CONSERVATION DE LA NATURE INTEGREE DANS LES SYSTEMES D'EXPLOITATION AGRICOLE :
L'EXPERIENCE ET L'APPROCHE DE LA LPO
Jean-Jacques Blanchon
Organisation non gouvernementale, de dimension nationale, dont l'objet
est la conservation des sites naturels et des populations d'oiseaux dans
leur environnement (naturel, culturel et social), la LPO intervient localement
dans l'espace rural et les systèmes d'exploitation agricole en vue
du maintien ou de la restauration du statut de conservation d'espèces
ou d'habitats naturels remarquables ou menacés.
Il s'agit pour elle d'expérimenter des solutions pour
élaborer des techniques transposables en termes de références
à d'autres partenaires de la gestion de l'espace rural. Ces actions,
dont l'objectif premier est toujours la conservation de la nature, contribuent
dans des domaines variés à la valorisation durable de la
nature, des ressources et des territoires difficiles, marginaux ou délaissés.
Tous les outils disponibles sont alors utilisés dans le domaine
de la maîtrise foncière et d'usages, des lois, règlements
et pratiques. Les méthodes et les choix des outils sont adaptés
en fonction des stratégies de conservation, du contexte local, des
partenaires jugés indispensables à la réussite de
ces actions.
L'action de la LPO dans ce domaine a longtemps été essentiellement
d'inciter l'Etat à créer progressivement des outils assurant
les conditions de la survie de l'avifaune sauvage :
- réglementation cynégétique adaptée aux menaces pesant sur les espèces en déclin (premier arrêté de protection en 1962) ;
- création des premières réserves de chasse maritime et fluviale en 1972 ;
- création du Conservatoire du Littoral en 1975 et vote de la
loi sur la protection de la nature par le Parlement en 1976 (nouvel élan
à la création des réserves naturelles).
A partir des années 1980, la LPO a éprouvé le besoin
de jouer le rôle de conservatoire d'espaces naturels après
avoir fait le constat que nombre d'oiseaux et d'habitats menacés
n'étaient effectivement pas protégés par des mesures
réglementaires, de maîtrise foncière ou d'usage.

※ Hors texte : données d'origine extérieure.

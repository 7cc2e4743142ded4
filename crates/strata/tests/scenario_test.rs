//! # Scenario Tests
//!
//! The reference world: seed 42, 16×100 chunks, view distance 1.

use std::time::Duration;

use strata::headless::CountingHost;
use strata::prelude::*;

fn settled_heights() -> Vec<Option<i32>> {
    let config = WorldConfig::test();
    let size = config.chunk_world_size();
    let mut scheduler = StreamingScheduler::new(config, CountingHost::default()).unwrap();

    scheduler.scan(Observer::new(size * 0.5, size * 0.5));
    assert!(scheduler.wait_idle(Duration::from_secs(60)));
    assert_eq!(scheduler.active_count(), 9);

    let block = WorldConfig::test().block_size;
    let mut heights = Vec::new();
    for i in -16..32 {
        for j in -16..32 {
            let x = (f64::from(i) + 0.5) * block;
            let z = (f64::from(j) + 0.5) * block;
            heights.push(scheduler.surface_height_at(x, z));
        }
    }
    heights
}

/// Test: nine chunks settle and every column height reproduces across runs.
#[test]
fn test_reference_world_reproduces() {
    let first = settled_heights();
    assert!(first.iter().all(Option::is_some));
    assert_eq!(first, settled_heights());
}

/// Test: the TOML round trip feeds the same world.
#[test]
fn test_config_round_trip_drives_scheduler() {
    let config = WorldConfig::test();
    let text = config.to_toml_string().unwrap();
    let parsed = WorldConfig::from_toml_str(&text).unwrap();
    assert_eq!(parsed, config);

    let mut scheduler = StreamingScheduler::new(parsed, CountingHost::default()).unwrap();
    assert!(scheduler.prepare_spawn(Observer::new(0.0, 0.0)).is_some());
    assert_eq!(scheduler.state_of(ChunkCoord::new(0, 0)), ChunkState::Active);
}
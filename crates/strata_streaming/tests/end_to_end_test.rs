//! # End-to-End Tests
//!
//! Spawning, world queries and the on-disk chunk cache through a full
//! scheduler.

mod common;

use std::fs;
use std::time::Duration;

use common::{observer_at, square, RecordingHost};
use strata_core::{BlockType, ChunkCoord, WorldConfig};
use strata_procedural::RegionIndex;
use strata_streaming::{ChunkState, Observer, StreamingScheduler};

const SETTLE: Duration = Duration::from_secs(60);

fn scheduler(config: WorldConfig) -> StreamingScheduler<RecordingHost> {
    StreamingScheduler::new(config, RecordingHost::default()).unwrap()
}

/// Test: spawning builds the observer's chunk synchronously and reports the ground.
#[test]
fn test_prepare_spawn_places_observer_on_ground() {
    let config = WorldConfig::test();
    let block = config.block_size;
    let mut scheduler = scheduler(config.clone());

    let height = scheduler.prepare_spawn(Observer::new(0.0, 0.0)).unwrap();
    assert!((1..100).contains(&height));
    assert_eq!(scheduler.active_count(), 1);
    assert_eq!(scheduler.state_of(ChunkCoord::new(0, 0)), ChunkState::Active);

    let ground = f64::from(height);
    assert!(scheduler.block_at([0.0, (ground - 0.5) * block, 0.0]).is_solid());
    assert_eq!(scheduler.block_at([0.0, (ground + 0.5) * block, 0.0]), BlockType::Air);
    assert_eq!(scheduler.block_at([0.0, -0.5 * block, 0.0]), BlockType::Air);
    assert_eq!(scheduler.block_at([100.0, 0.5 * block, 100.0]), BlockType::Air);

    // A second call reuses the Active chunk
    assert_eq!(scheduler.prepare_spawn(Observer::new(0.0, 0.0)), Some(height));
    assert_eq!(scheduler.stats().builds_dispatched, 1);
}

/// Test: the spawn chunk is not rebuilt once streaming starts.
#[test]
fn test_spawn_then_stream() {
    let config = WorldConfig::test();
    let mut scheduler = scheduler(config.clone());

    scheduler.prepare_spawn(observer_at(&config, 0, 0));
    scheduler.scan(observer_at(&config, 0, 0));
    assert!(scheduler.wait_idle(SETTLE));

    let stats = scheduler.stats();
    assert_eq!(stats.builds_dispatched, 9);
    assert_eq!(stats.handles_acquired, 9);
    assert_eq!(stats.builds_discarded, 0);

    let mut applied = scheduler.host().applied();
    applied.sort();
    let mut expected = square(ChunkCoord::new(0, 0), 1);
    expected.sort();
    assert_eq!(applied, expected);
}

/// Test: spawning on a chunk that is already building reuses that build.
#[test]
fn test_stream_then_spawn() {
    let config = WorldConfig::test();
    let mut scheduler = scheduler(config.clone());

    scheduler.scan(observer_at(&config, 0, 0));
    assert_eq!(scheduler.state_of(ChunkCoord::new(0, 0)), ChunkState::Building);

    assert!(scheduler.prepare_spawn(observer_at(&config, 0, 0)).is_some());
    assert_eq!(scheduler.state_of(ChunkCoord::new(0, 0)), ChunkState::Active);
    assert!(scheduler.wait_idle(SETTLE));

    let stats = scheduler.stats();
    assert_eq!(stats.builds_dispatched, 9);
    assert_eq!(stats.chunks_generated, 9);
    assert_eq!(stats.builds_discarded, 0);
    assert_eq!(stats.builds_applied, 9);
}

/// Test: spawning on a finished but unapplied build applies that build.
#[test]
fn test_spawn_takes_ready_build() {
    let config = WorldConfig {
        max_applies_per_tick: 1,
        ..WorldConfig::test()
    };
    let mut scheduler = scheduler(config.clone());

    // Facing -X from (1, 0): (0, 0) is the second build out
    scheduler.scan(observer_at(&config, 1, 0).facing(-1.0, 0.0));
    assert_eq!(scheduler.drain_ready(), 1);
    assert_eq!(scheduler.state_of(ChunkCoord::new(1, 0)), ChunkState::Active);
    assert_eq!(scheduler.state_of(ChunkCoord::new(0, 0)), ChunkState::Ready);

    assert!(scheduler.prepare_spawn(observer_at(&config, 0, 0)).is_some());
    assert_eq!(scheduler.state_of(ChunkCoord::new(0, 0)), ChunkState::Active);
    assert_eq!(scheduler.stats().builds_dispatched, 4);
    assert!(scheduler.wait_idle(SETTLE));

    let stats = scheduler.stats();
    assert_eq!(stats.builds_dispatched, 9);
    assert_eq!(stats.chunks_generated, 9);
    assert_eq!(stats.builds_discarded, 0);
}

/// Test: queries agree with the generator's own region and landmark data.
#[test]
fn test_world_queries() {
    let config = WorldConfig::test();
    let regions = RegionIndex::new(&config);
    let mut scheduler = scheduler(config.clone());

    scheduler.scan(observer_at(&config, 0, 0));
    assert!(scheduler.wait_idle(SETTLE));

    for coord in square(ChunkCoord::new(0, 0), 3) {
        assert_eq!(scheduler.biome_at(coord), regions.biome_of_chunk(coord));
    }

    let size = config.chunk_world_size();
    for coord in square(ChunkCoord::new(0, 0), 1) {
        let x = (f64::from(coord.x) + 0.25) * size;
        let z = (f64::from(coord.z) + 0.75) * size;
        let surface = scheduler.surface_height_at(x, z).unwrap();
        let top = f64::from(surface - 1) * config.block_size + config.block_size * 0.5;
        assert!(scheduler.block_at([x, top, z]).is_solid());

        let block_x = (x / config.block_size).floor() as i32;
        let block_z = (z / config.block_size).floor() as i32;
        assert_eq!(
            scheduler.landmark_at(x, z),
            scheduler.landmarks().landmark_at(block_x, block_z)
        );
    }

    assert_eq!(scheduler.surface_height_at(50.0, 50.0), None);
}

/// Test: a second run over the same directory loads instead of generating.
#[test]
fn test_persisted_chunks_are_loaded() {
    let mut config = WorldConfig::test();
    config.persistence.enabled = true;
    config.persistence.directory =
        std::env::temp_dir().join(format!("strata_streaming_e2e_{}", std::process::id()));

    let first_voxels = {
        let mut first = scheduler(config.clone());
        first.scan(observer_at(&config, 0, 0));
        assert!(first.wait_idle(SETTLE));
        let stats = first.stats();
        assert_eq!(stats.chunks_generated, 9);
        assert_eq!(stats.chunks_loaded, 0);

        square(ChunkCoord::new(0, 0), 1)
            .into_iter()
            .map(|coord| first.voxels(coord).map(|v| v.as_bytes().to_vec()))
            .collect::<Vec<_>>()
    };

    let mut second = scheduler(config.clone());
    second.scan(observer_at(&config, 0, 0));
    assert!(second.wait_idle(SETTLE));
    let stats = second.stats();
    assert_eq!(stats.chunks_loaded, 9);
    assert_eq!(stats.chunks_generated, 0);

    let second_voxels: Vec<_> = square(ChunkCoord::new(0, 0), 1)
        .into_iter()
        .map(|coord| second.voxels(coord).map(|v| v.as_bytes().to_vec()))
        .collect();
    assert_eq!(first_voxels, second_voxels);

    fs::remove_dir_all(&config.persistence.directory).ok();
}

/// Test: a corrupt record is regenerated rather than failing the build.
#[test]
fn test_corrupt_record_is_regenerated() {
    let mut config = WorldConfig::test();
    config.persistence.enabled = true;
    config.persistence.directory =
        std::env::temp_dir().join(format!("strata_streaming_corrupt_{}", std::process::id()));
    fs::create_dir_all(&config.persistence.directory).unwrap();
    fs::write(config.persistence.directory.join("c_0_0.vxb"), [8u8, 0, 0, 0, 0xFF]).unwrap();

    let mut scheduler = scheduler(config.clone());
    let height = scheduler.prepare_spawn(observer_at(&config, 0, 0));
    assert!(height.is_some());

    let stats = scheduler.stats();
    assert_eq!(stats.chunks_generated, 1);
    assert_eq!(stats.chunks_loaded, 0);

    fs::remove_dir_all(&config.persistence.directory).ok();
}
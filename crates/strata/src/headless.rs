//! # Headless Run
//!
//! Streams a world for a fixed number of ticks with no renderer attached.
//! The [`CountingHost`] keeps tallies instead of GPU buffers.

use std::time::{Duration, Instant};

use strata_core::{ChunkCoord, ConfigResult, WorldConfig};
use strata_meshing::MeshData;
use strata_streaming::{ChunkHost, Observer, StreamingScheduler, StreamingStats, WorkerStats};

/// Host that counts what it is asked to do.
#[derive(Clone, Copy, Debug, Default, PartialEq, Eq)]
pub struct CountingHost {
    /// Handles created.
    pub acquired: u64,
    /// Meshes uploaded.
    pub applied: u64,
    /// Collision toggles.
    pub collision_changes: u64,
    /// Handles released into the pool.
    pub released: u64,
    /// Handles destroyed.
    pub destroyed: u64,
    /// Quads across every uploaded mesh.
    pub quads: u64,
    /// Vertices across every uploaded mesh.
    pub vertices: u64,
}

impl CountingHost {
    /// Handles alive right now.
    #[must_use]
    pub const fn live_handles(&self) -> u64 {
        self.acquired - self.destroyed
    }
}

impl ChunkHost for CountingHost {
    type Handle = u64;

    fn acquire_chunk_handle(&mut self) -> u64 {
        self.acquired += 1;
        self.acquired
    }

    fn apply_mesh(
        &mut self,
        _handle: &mut u64,
        _coord: ChunkCoord,
        mesh: &MeshData,
        _enable_collision: bool,
    ) {
        self.applied += 1;
        self.quads += mesh.quad_count() as u64;
        self.vertices += mesh.positions.len() as u64;
    }

    fn set_collision(&mut self, _handle: &mut u64, _coord: ChunkCoord, _enabled: bool) {
        self.collision_changes += 1;
    }

    fn release_chunk_handle(&mut self, _handle: &mut u64) {
        self.released += 1;
    }

    fn destroy_chunk_handle(&mut self, _handle: u64) {
        self.destroyed += 1;
    }
}

/// Headless run parameters.
#[derive(Clone, Debug)]
pub struct HeadlessOptions {
    /// Ticks to simulate.
    pub ticks: u64,
    /// Simulated frame time.
    pub tick_duration: Duration,
    /// Observer speed along +X in length units per second.
    pub speed: f64,
    /// Wait for the final position to settle before reporting.
    pub settle: Option<Duration>,
}

impl Default for HeadlessOptions {
    fn default() -> Self {
        Self {
            ticks: 600,
            tick_duration: Duration::from_secs_f64(1.0 / 60.0),
            speed: 4.0,
            settle: Some(Duration::from_secs(30)),
        }
    }
}

/// Outcome of a headless run.
#[derive(Clone, Debug)]
pub struct HeadlessSummary {
    /// Scheduler counters at the end of the run.
    pub stats: StreamingStats,
    /// Worker build timings.
    pub workers: WorkerStats,
    /// Host tallies.
    pub host: CountingHost,
    /// Final observer position.
    pub observer: Observer,
    /// Surface height under the spawn point.
    pub spawn_height: Option<i32>,
    /// Whether the final position settled in time.
    pub settled: bool,
    /// Wall-clock duration.
    pub elapsed: Duration,
}

/// Spawns an observer at the origin and walks it along +X.
///
/// # Errors
///
/// Returns the configuration's validation error, if any.
pub fn run(config: WorldConfig, options: &HeadlessOptions) -> ConfigResult<HeadlessSummary> {
    let start = Instant::now();
    let mut scheduler = StreamingScheduler::new(config, CountingHost::default())?;

    let mut observer = Observer::new(0.0, 0.0).facing(1.0, 0.0);
    let spawn_height = scheduler.prepare_spawn(observer);
    let step = options.speed * options.tick_duration.as_secs_f64();

    for _ in 0..options.ticks {
        scheduler.update(observer, options.tick_duration);
        observer = Observer::new(observer.x + step, observer.z).facing(1.0, 0.0);
    }

    let settled = match options.settle {
        Some(timeout) => {
            scheduler.scan(observer);
            scheduler.wait_idle(timeout)
        }
        None => false,
    };

    tracing::info!(
        "Headless run finished: {} ticks, {} chunks active",
        options.ticks,
        scheduler.active_count()
    );

    Ok(HeadlessSummary {
        stats: scheduler.stats(),
        workers: scheduler.worker_stats(),
        host: *scheduler.host(),
        observer,
        spawn_height,
        settled,
        elapsed: start.elapsed(),
    })
}
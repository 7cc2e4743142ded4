//! # STRATA
//!
//! Procedural voxel terrain, streamed around an observer.
//!
//! ## Architecture
//!
//! ```text
//! ┌───────────────────────────────────────────────────────────────┐
//! │                          STRATA                               │
//! ├───────────────────────────────────────────────────────────────┤
//! │                                                               │
//! │  ┌───────────────┐   ┌───────────────┐   ┌───────────────┐    │
//! │  │ strata_core   │──>│ procedural    │──>│ meshing       │    │
//! │  │ • WorldConfig │   │ • Noise       │   │ • Greedy      │    │
//! │  │ • Coords      │   │ • Regions     │   │ • Naive       │    │
//! │  │ • Voxels      │   │ • Heights     │   │ • MeshData    │    │
//! │  └───────────────┘   └───────┬───────┘   └───────┬───────┘    │
//! │                              │                   │            │
//! │                      ┌───────▼───────────────────▼───────┐    │
//! │                      │ streaming                         │    │
//! │                      │ • Scheduler  • Workers  • Host    │    │
//! │                      └───────────────────────────────────┘    │
//! └───────────────────────────────────────────────────────────────┘
//! ```
//!
//! ## Modules
//!
//! - `headless`: a renderer-free run against a counting host

#![deny(missing_docs)]
#![deny(unsafe_code)]

pub mod headless;

pub use strata_core;
pub use strata_meshing;
pub use strata_procedural;
pub use strata_streaming;

/// Commonly used types.
pub mod prelude {
    pub use strata_core::{
        Biome, BlockType, ChunkCoord, ConfigError, MesherKind, VoxelBuffer, WorldConfig,
    };
    pub use strata_meshing::{mesher_for, MeshData, Mesher};
    pub use strata_procedural::{ChunkGenerator, Landmark};
    pub use strata_streaming::{ChunkHost, ChunkState, Observer, StreamingScheduler, StreamingStats};
}
//! # Block Types
//!
//! The closed set of voxel materials. Stored as one byte per voxel;
//! `Air` is the zero value so a zeroed buffer is an empty chunk.

use serde::{Deserialize, Serialize};

/// A voxel material.
#[derive(Clone, Copy, Debug, Default, PartialEq, Eq, Hash, PartialOrd, Ord, Serialize, Deserialize)]
#[serde(rename_all = "snake_case")]
#[repr(u8)]
pub enum BlockType {
    /// Empty space. Never emits a face.
    #[default]
    Air = 0,
    /// Topsoil with vegetation.
    Grass = 1,
    /// Subsoil below the surface block.
    Dirt = 2,
    /// Bedrock layer below the dirt.
    Stone = 3,
    /// Desert surface.
    Sand = 4,
    /// Cold / high-altitude surface.
    Snow = 5,
}

impl BlockType {
    /// Every block type, in byte order.
    pub const ALL: [Self; 6] = [
        Self::Air,
        Self::Grass,
        Self::Dirt,
        Self::Stone,
        Self::Sand,
        Self::Snow,
    ];

    /// Converts from the stored byte.
    ///
    /// Returns `None` for bytes that do not name a block, so corrupt
    /// persisted data can be detected rather than silently remapped.
    #[inline]
    #[must_use]
    pub const fn from_u8(value: u8) -> Option<Self> {
        match value {
            0 => Some(Self::Air),
            1 => Some(Self::Grass),
            2 => Some(Self::Dirt),
            3 => Some(Self::Stone),
            4 => Some(Self::Sand),
            5 => Some(Self::Snow),
            _ => None,
        }
    }

    /// Returns the stored byte.
    #[inline]
    #[must_use]
    pub const fn as_u8(self) -> u8 {
        self as u8
    }

    /// Returns true for `Air`.
    #[inline]
    #[must_use]
    pub const fn is_air(self) -> bool {
        matches!(self, Self::Air)
    }

    /// Returns true for every non-air block.
    #[inline]
    #[must_use]
    pub const fn is_solid(self) -> bool {
        !self.is_air()
    }
}
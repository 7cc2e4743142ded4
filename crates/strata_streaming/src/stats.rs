//! Streaming counters.

use crate::clock::ScanStats;

/// Cumulative streaming statistics.
///
/// Counters only grow; `active`, `in_flight` and `pooled_handles` are
/// snapshots taken when the stats are read.
#[derive(Clone, Copy, Debug, Default, PartialEq, Eq)]
pub struct StreamingStats {
    /// Scans run.
    pub scans: u64,
    /// Builds handed to the pool.
    pub builds_dispatched: u64,
    /// Builds applied to the host.
    pub builds_applied: u64,
    /// Finished builds thrown away because the chunk was no longer needed.
    pub builds_discarded: u64,
    /// Builds served from chunk storage.
    pub chunks_loaded: u64,
    /// Builds that ran the generator.
    pub chunks_generated: u64,
    /// Chunks retired with their handle kept.
    pub chunks_pooled: u64,
    /// Chunks retired with their handle destroyed.
    pub chunks_evicted: u64,
    /// Fresh handles requested from the host.
    pub handles_acquired: u64,
    /// Pooled handles reused.
    pub handles_reused: u64,
    /// Collision flag changes sent to the host.
    pub collider_changes: u64,
    /// Chunks currently active.
    pub active: usize,
    /// Builds dispatched but not yet received.
    pub in_flight: usize,
    /// Handles currently pooled.
    pub pooled_handles: usize,
    /// Scan timing.
    pub scan: ScanStats,
}

impl StreamingStats {
    /// Builds that finished, applied or not.
    #[inline]
    #[must_use]
    pub const fn builds_completed(&self) -> u64 {
        self.chunks_loaded + self.chunks_generated
    }
}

C'est ainsi qu'elle a entrepris des actions, certes ponctuelles, mais
démonstratives et correspondant à des enjeux nationaux et
européens de conservation de la nature (espèces mondialement
menacées, liste rouge, Annexe Directive Oiseaux, ZPS, RAMSAR...)
(18 000 ha en 1998).
Mais là où la LPO est novatrice, c'est moins dans l'action
foncière que dans la politique de gestion de ces espaces à
vocation agricole. Elle a fortement engagé les agriculteurs à
devenir des acteurs de la gestion de son patrimoine naturel et à
revaloriser leur travail dans ces zones difficiles.
Des concepts nouveaux à la fin des années 80 -réduction
des loyers (baux agricoles), des charges fiscales sur le foncier, primes
compensatrices au regard des pratiques favorables au maintien des biotopes
et des espèces (fauche retardée, maintien d'inondation, chargement
animal,...) - sont devenus réalités par l'action conjuguée
des naturalistes et des agriculteurs. Ces quelques mesures ont considérablement
changé l'économie des exploitations agricoles (essentiellement
d'élevage) en zones d'intérêt écologique.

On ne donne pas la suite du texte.